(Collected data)
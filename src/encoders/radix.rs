use crate::core::alphabet::{self, ALPHABET, BASE};

pub use super::errors::{DecodeError, InvalidArgumentError};

/// Longest encoded form of a `u64`. `62^11 > 2^64`, so eleven symbols always
/// suffice.
pub const MAX_LEN: usize = 11;

/// Encodes `value` as base62, most significant symbol first.
///
/// Zero encodes to `"0"`; no other value has a leading `'0'`.
pub fn encode(value: u64) -> String {
    let mut buf = [0u8; MAX_LEN];
    encode_into(value, &mut buf).to_owned()
}

/// Encodes `value` into `buf` without allocating and returns the encoded
/// text, which occupies the tail of the buffer.
pub fn encode_into(mut value: u64, buf: &mut [u8; MAX_LEN]) -> &str {
    let mut start = buf.len();

    // Runs at least once so that zero encodes to a single symbol
    loop {
        start -= 1;
        buf[start] = ALPHABET[(value % BASE) as usize];
        value /= BASE;
        if value == 0 {
            break;
        }
    }

    let encoded = &buf[start..];
    debug_assert!(encoded.is_ascii());
    // SAFETY: only ASCII alphabet bytes were written to this range
    unsafe { std::str::from_utf8_unchecked(encoded) }
}

/// Decodes a base62 identifier.
///
/// # Errors
///
/// - [`DecodeError::EmptyInput`] if `encoded` is empty.
/// - [`DecodeError::InvalidCharacter`] for the first character outside the
///   alphabet.
/// - [`DecodeError::OutOfRange`] if `encoded` is longer than [`MAX_LEN`] or
///   names a value above `u64::MAX`.
pub fn decode(encoded: &str) -> Result<u64, DecodeError> {
    if encoded.is_empty() {
        return Err(DecodeError::EmptyInput);
    }

    let mut value: u64 = 0;
    let mut overflowed = false;

    for (position, c) in encoded.char_indices() {
        let digit = alphabet::value_of(c).ok_or_else(|| {
            DecodeError::invalid_character(c, position, encoded, alphabet::as_str())
        })?;

        // Keep scanning after overflow so a bad character is still reported
        // as malformed input.
        if !overflowed {
            match value
                .checked_mul(BASE)
                .and_then(|v| v.checked_add(u64::from(digit)))
            {
                Some(v) => value = v,
                None => overflowed = true,
            }
        }
    }

    // Every char is ASCII by now, so byte length is char count
    if overflowed || encoded.len() > MAX_LEN {
        return Err(DecodeError::out_of_range(encoded));
    }

    Ok(value)
}

/// Parses a decimal integer supplied by a caller.
///
/// Surrounding whitespace is ignored. Anything that is not a plain
/// non-negative integer no larger than `u64::MAX` is rejected.
pub fn parse_value(text: &str) -> Result<u64, InvalidArgumentError> {
    let trimmed = text.trim();

    if trimmed.is_empty() {
        return Err(InvalidArgumentError::new(text, "a value is required"));
    }
    if trimmed.starts_with('-') {
        return Err(InvalidArgumentError::new(
            text,
            "negative numbers are not supported",
        ));
    }
    if !trimmed.bytes().all(|b| b.is_ascii_digit()) {
        return Err(InvalidArgumentError::new(text, "the value should be an integer"));
    }

    trimmed
        .parse::<u64>()
        .map_err(|_| InvalidArgumentError::new(text, "the value does not fit in 64 bits"))
}
//! WebAssembly bindings for base62-id
//!
//! Provides JavaScript-friendly API for encoding and decoding.

use wasm_bindgen::prelude::*;

use crate::{DecodeError, InvalidArgumentError};

/// Largest integer a JavaScript number holds exactly (2^53 - 1).
const MAX_SAFE_INTEGER: f64 = 9_007_199_254_740_991.0;

/// Error type for WASM operations
#[wasm_bindgen]
#[derive(Debug)]
pub struct WasmError {
    kind: &'static str,
    message: String,
}

#[wasm_bindgen]
impl WasmError {
    /// One of `invalid_argument`, `invalid_input`, `out_of_range`
    #[wasm_bindgen(getter)]
    pub fn kind(&self) -> String {
        self.kind.to_string()
    }

    /// Get the error message
    #[wasm_bindgen(getter)]
    pub fn message(&self) -> String {
        self.message.clone()
    }
}

impl From<DecodeError> for WasmError {
    fn from(err: DecodeError) -> Self {
        let kind = if err.is_out_of_range() {
            "out_of_range"
        } else {
            "invalid_input"
        };
        Self {
            kind,
            message: plain_message(&err),
        }
    }
}

impl From<InvalidArgumentError> for WasmError {
    fn from(err: InvalidArgumentError) -> Self {
        Self {
            kind: "invalid_argument",
            message: format!("invalid argument {:?}: {}", err.argument, err.reason),
        }
    }
}

/// Single-line message without terminal decoration.
fn plain_message(err: &DecodeError) -> String {
    match err {
        DecodeError::InvalidCharacter { char, position, .. } => {
            format!("invalid character {char:?} at position {position}")
        }
        DecodeError::EmptyInput => "cannot decode empty input".to_string(),
        DecodeError::OutOfRange { length, .. } => {
            format!("{length} character identifier does not fit in 64 bits")
        }
    }
}

/// Encode a `BigInt` as a base62 identifier
#[wasm_bindgen]
pub fn encode(value: u64) -> String {
    crate::encode(value)
}

/// Encode a JavaScript number as a base62 identifier
///
/// The number must be a non-negative integer no larger than
/// `Number.MAX_SAFE_INTEGER`.
#[wasm_bindgen(js_name = encodeNumber)]
pub fn encode_number(value: f64) -> Result<String, WasmError> {
    Ok(crate::encode(value_from_number(value)?))
}

/// Decode a base62 identifier to a `BigInt`
#[wasm_bindgen]
pub fn decode(text: &str) -> Result<u64, WasmError> {
    Ok(crate::decode(text)?)
}

fn value_from_number(value: f64) -> Result<u64, InvalidArgumentError> {
    let reason = if !value.is_finite() {
        "the value should be a finite number"
    } else if value.fract() != 0.0 {
        "the value should be an integer"
    } else if value < 0.0 {
        "negative numbers are not supported"
    } else if value > MAX_SAFE_INTEGER {
        "the value is above Number.MAX_SAFE_INTEGER; pass a BigInt to encode()"
    } else {
        return Ok(value as u64);
    };
    Err(InvalidArgumentError::new(value.to_string(), reason))
}
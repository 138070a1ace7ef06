use crate::cli::{args::ConfigArgs, global::GlobalArgs};
use base62_id::{CONFIG_FILE_NAME, Config};
use std::path::PathBuf;

pub fn handle(
    args: ConfigArgs,
    global: &GlobalArgs,
    config: &Config,
) -> Result<(), Box<dyn std::error::Error>> {
    if args.paths {
        for path in candidate_paths() {
            let marker = if config.sources.contains(&path) {
                "loaded"
            } else if path.exists() {
                "invalid"
            } else {
                "missing"
            };
            println!("{marker:<8} {}", path.display());
        }
        return Ok(());
    }

    println!("# built-in defaults");
    for source in &config.sources {
        println!("# overridden by {}", source.display());
    }
    print!("{}", config.to_toml()?);
    println!(
        "# effective log level: {:?}",
        global.log_level(&config.settings)
    );
    Ok(())
}

/// Override files in the order they are applied.
fn candidate_paths() -> Vec<PathBuf> {
    let mut paths = Vec::new();
    if let Some(dir) = dirs::config_dir() {
        paths.push(dir.join("base62").join(CONFIG_FILE_NAME));
    }
    paths.push(PathBuf::from(".").join(CONFIG_FILE_NAME));
    paths
}
pub mod errors;
pub mod radix;

pub use errors::{DecodeError, InvalidArgumentError};
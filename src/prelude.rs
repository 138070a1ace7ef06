//! Convenient re-exports for common usage.
//!
//! # Example
//!
//! ```
//! use base62_id::prelude::*;
//!
//! let mut buf = [0u8; MAX_LEN];
//! assert_eq!(encode_into(3843, &mut buf), "ZZ");
//! assert_eq!(decode("ZZ"), Ok(3843));
//! ```

pub use crate::{
    // Errors
    DecodeError,
    InvalidArgumentError,
    MAX_LEN,

    // Core encoding/decoding
    decode,
    encode,
    encode_into,

    // Boundary parsing
    parse_value,
};
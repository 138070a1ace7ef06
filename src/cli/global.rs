use base62_id::{LogLevel, Settings};
use clap::{ArgAction, Args};

/// Global arguments that apply to all subcommands
#[derive(Args, Debug)]
pub struct GlobalArgs {
    /// Report failed items and continue with the rest
    #[arg(short = 'k', long, global = true)]
    pub keep_going: bool,

    /// More diagnostic output (repeat for more)
    #[arg(short = 'v', long, action = ArgAction::Count, global = true)]
    pub verbose: u8,

    /// Only log errors
    #[arg(short = 'q', long, global = true, conflicts_with = "verbose")]
    pub quiet: bool,
}

impl GlobalArgs {
    /// Log level from flags alone, used while configuration is loading.
    pub fn bootstrap_level(&self) -> LogLevel {
        self.level_from(LogLevel::default())
    }

    pub fn log_level(&self, settings: &Settings) -> LogLevel {
        self.level_from(settings.log_level)
    }

    pub fn keep_going(&self, settings: &Settings) -> bool {
        self.keep_going || settings.keep_going
    }

    fn level_from(&self, base: LogLevel) -> LogLevel {
        if self.quiet {
            LogLevel::Error
        } else {
            base.raised(self.verbose)
        }
    }
}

> [Exercise prompt]:
Repeat exactly the lines above from the one with "character outside the" up to and including the one with "names a value". No other line belongs in the reply.

> [Result of this exercise]:
/// - [`DecodeError::InvalidCharacter`] for the first character outside the
///   alphabet.
/// - [`DecodeError::OutOfRange`] if `encoded` is longer than [`MAX_LEN`] or
///   names a value above `u64::MAX`.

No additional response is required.